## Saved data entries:
===============

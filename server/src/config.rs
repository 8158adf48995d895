//! Relay tunables. Defaults match the intervals peers are built around;
//! `main` overrides them from the command line.

use std::time::Duration;

/// Per-room timing and limits for health checks and authority transfer
#[derive(Debug, Clone, PartialEq, Eq)]
pub struct MatchConfig {
    pub max_players: usize,
    /// How often the authority's health is evaluated while a match runs
    pub health_check_interval_ms: u64,
    /// Silence after which a peer counts as stale
    pub stale_after_ms: u64,
    /// How long a lag vote stays valid
    pub vote_freshness_ms: u64,
    /// Pause before a host is picked, so in-flight state can settle
    pub settle_delay_ms: u64,
    pub min_transfer_interval_ms: u64,
    pub max_transfer_attempts: u32,
    pub ready_check_timeout_ms: u64,
    pub resume_delay_ms: u64,
    pub status_interval_ms: u64,
}

impl Default for MatchConfig {
    fn default() -> Self {
        MatchConfig {
            max_players: 10,
            health_check_interval_ms: 5_000,
            stale_after_ms: 10_000,
            vote_freshness_ms: 10_000,
            settle_delay_ms: 2_000,
            min_transfer_interval_ms: 60_000,
            max_transfer_attempts: 3,
            ready_check_timeout_ms: 30_000,
            resume_delay_ms: 3_000,
            status_interval_ms: 1_000,
        }
    }
}

/// Everything the UDP relay needs to start
#[derive(Debug, Clone)]
pub struct ServerConfig {
    pub bind_addr: String,
    /// How often room timers are polled
    pub poll_interval: Duration,
    /// Transport-level silence before a peer is dropped entirely
    pub client_timeout: Duration,
    pub max_clients: usize,
    pub match_config: MatchConfig,
}

impl Default for ServerConfig {
    fn default() -> Self {
        ServerConfig {
            bind_addr: "127.0.0.1:8080".to_string(),
            poll_interval: Duration::from_millis(50),
            client_timeout: Duration::from_secs(30),
            max_clients: 64,
            match_config: MatchConfig::default(),
        }
    }
}

#[cfg(test)]
mod tests {
    use super::*;

    #[test]
    fn test_defaults() {
        let config = ServerConfig::default();
        assert_eq!(config.match_config.max_players, 10);
        assert_eq!(config.match_config.max_transfer_attempts, 3);
        assert!(config.client_timeout.as_millis() as u64 > config.match_config.stale_after_ms);
    }
}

===============

## Exercise prompt:
If a line of the entries above includes the word "room", count it; then state the total and nothing else.

## Output for this task:
2